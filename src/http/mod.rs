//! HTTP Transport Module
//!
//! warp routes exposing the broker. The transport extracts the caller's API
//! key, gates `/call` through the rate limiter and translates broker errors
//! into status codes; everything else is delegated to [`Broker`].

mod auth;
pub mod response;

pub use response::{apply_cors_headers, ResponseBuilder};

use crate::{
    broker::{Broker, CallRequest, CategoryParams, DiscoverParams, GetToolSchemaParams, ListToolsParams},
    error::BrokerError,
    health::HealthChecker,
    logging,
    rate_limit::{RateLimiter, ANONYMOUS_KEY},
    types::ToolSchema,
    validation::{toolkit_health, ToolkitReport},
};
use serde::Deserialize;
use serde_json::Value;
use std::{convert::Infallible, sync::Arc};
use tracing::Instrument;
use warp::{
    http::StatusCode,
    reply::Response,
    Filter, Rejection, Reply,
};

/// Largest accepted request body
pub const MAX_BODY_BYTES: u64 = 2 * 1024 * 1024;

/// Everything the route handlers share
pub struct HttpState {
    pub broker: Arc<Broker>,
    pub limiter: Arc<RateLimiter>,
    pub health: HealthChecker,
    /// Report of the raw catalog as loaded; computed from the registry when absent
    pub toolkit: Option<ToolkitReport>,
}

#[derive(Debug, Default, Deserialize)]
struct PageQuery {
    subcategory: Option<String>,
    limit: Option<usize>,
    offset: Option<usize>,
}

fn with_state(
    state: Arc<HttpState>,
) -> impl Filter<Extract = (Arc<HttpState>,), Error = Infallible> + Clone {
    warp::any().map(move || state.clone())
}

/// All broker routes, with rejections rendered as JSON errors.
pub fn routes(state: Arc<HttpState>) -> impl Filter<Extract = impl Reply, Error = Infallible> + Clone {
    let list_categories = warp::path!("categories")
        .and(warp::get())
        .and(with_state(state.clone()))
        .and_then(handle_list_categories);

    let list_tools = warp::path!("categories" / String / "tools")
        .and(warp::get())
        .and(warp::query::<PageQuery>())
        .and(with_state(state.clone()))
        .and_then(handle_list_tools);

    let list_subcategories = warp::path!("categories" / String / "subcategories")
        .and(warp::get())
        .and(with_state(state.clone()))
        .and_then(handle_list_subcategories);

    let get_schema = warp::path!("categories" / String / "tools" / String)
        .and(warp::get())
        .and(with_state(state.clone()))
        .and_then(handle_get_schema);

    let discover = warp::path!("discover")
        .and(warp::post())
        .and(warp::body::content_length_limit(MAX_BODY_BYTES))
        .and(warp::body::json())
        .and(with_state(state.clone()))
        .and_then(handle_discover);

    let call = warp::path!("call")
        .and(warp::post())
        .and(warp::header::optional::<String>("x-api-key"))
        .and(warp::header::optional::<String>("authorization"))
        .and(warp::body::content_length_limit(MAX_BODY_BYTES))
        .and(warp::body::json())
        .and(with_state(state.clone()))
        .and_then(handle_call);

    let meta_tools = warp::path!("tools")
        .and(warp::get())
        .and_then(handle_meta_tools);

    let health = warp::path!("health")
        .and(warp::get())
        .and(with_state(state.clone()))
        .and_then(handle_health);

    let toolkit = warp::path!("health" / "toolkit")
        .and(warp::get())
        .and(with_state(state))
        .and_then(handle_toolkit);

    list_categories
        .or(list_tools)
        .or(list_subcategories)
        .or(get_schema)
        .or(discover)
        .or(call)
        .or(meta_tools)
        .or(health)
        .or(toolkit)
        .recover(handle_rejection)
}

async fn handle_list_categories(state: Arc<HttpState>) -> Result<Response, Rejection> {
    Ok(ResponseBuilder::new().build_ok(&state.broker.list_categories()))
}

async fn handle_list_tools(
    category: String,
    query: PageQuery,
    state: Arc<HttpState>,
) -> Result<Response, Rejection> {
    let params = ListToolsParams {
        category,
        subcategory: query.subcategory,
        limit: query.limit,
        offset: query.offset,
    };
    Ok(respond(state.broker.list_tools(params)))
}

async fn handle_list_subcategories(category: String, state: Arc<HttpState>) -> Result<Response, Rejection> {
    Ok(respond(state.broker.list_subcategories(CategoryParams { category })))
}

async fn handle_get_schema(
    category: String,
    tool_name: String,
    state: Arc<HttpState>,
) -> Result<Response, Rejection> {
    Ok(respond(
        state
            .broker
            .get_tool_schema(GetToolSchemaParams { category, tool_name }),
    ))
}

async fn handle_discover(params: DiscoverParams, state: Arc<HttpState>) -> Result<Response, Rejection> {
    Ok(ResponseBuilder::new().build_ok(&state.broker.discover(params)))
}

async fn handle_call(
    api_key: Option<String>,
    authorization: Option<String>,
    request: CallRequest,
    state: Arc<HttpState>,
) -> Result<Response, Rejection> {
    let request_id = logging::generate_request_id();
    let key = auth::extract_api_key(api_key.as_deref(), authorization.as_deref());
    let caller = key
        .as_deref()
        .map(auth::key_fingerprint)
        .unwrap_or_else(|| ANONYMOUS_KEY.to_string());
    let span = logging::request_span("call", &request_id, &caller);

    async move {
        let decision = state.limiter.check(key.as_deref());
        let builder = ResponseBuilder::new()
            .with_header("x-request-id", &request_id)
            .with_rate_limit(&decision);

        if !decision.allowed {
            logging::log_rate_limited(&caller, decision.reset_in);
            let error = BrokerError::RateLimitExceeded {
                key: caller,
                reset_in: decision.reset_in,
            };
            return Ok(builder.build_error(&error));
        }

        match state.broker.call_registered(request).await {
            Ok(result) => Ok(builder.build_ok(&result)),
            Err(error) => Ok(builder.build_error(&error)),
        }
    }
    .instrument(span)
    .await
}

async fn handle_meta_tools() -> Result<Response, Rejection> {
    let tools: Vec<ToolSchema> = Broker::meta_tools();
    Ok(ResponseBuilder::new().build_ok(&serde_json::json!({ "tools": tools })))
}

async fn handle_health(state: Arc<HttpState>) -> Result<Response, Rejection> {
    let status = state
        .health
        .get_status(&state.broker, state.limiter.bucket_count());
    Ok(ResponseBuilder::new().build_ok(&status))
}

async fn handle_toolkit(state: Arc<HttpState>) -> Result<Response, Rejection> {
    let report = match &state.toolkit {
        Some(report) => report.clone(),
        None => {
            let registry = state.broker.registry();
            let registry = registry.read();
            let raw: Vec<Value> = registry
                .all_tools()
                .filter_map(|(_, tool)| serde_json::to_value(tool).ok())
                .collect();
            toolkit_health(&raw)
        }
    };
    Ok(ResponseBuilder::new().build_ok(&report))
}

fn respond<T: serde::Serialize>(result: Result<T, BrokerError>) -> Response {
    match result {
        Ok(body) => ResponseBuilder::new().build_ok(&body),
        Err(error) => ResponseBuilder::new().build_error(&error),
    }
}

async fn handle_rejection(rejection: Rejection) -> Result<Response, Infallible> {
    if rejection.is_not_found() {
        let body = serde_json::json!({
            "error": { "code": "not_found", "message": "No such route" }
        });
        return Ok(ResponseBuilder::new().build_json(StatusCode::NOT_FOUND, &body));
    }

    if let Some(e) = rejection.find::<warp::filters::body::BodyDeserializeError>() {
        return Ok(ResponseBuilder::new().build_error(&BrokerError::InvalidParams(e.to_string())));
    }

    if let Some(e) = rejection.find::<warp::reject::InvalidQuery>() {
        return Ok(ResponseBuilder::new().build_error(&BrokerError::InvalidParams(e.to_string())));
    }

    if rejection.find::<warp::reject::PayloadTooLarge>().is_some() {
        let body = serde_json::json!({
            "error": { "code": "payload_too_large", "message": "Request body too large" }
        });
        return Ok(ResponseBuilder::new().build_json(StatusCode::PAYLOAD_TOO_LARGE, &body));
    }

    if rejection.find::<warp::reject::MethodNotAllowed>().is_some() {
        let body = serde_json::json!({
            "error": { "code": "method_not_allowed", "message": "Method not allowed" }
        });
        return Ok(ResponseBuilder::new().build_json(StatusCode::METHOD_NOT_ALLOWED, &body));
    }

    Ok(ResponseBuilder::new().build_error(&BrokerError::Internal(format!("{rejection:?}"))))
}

• **Requirement**
Please find every line in the listing that holds the string "ListToolsParams" and copy it.

• **Task solution**
    broker::{Broker, CallRequest, CategoryParams, DiscoverParams, GetToolSchemaParams, ListToolsParams},
    let params = ListToolsParams {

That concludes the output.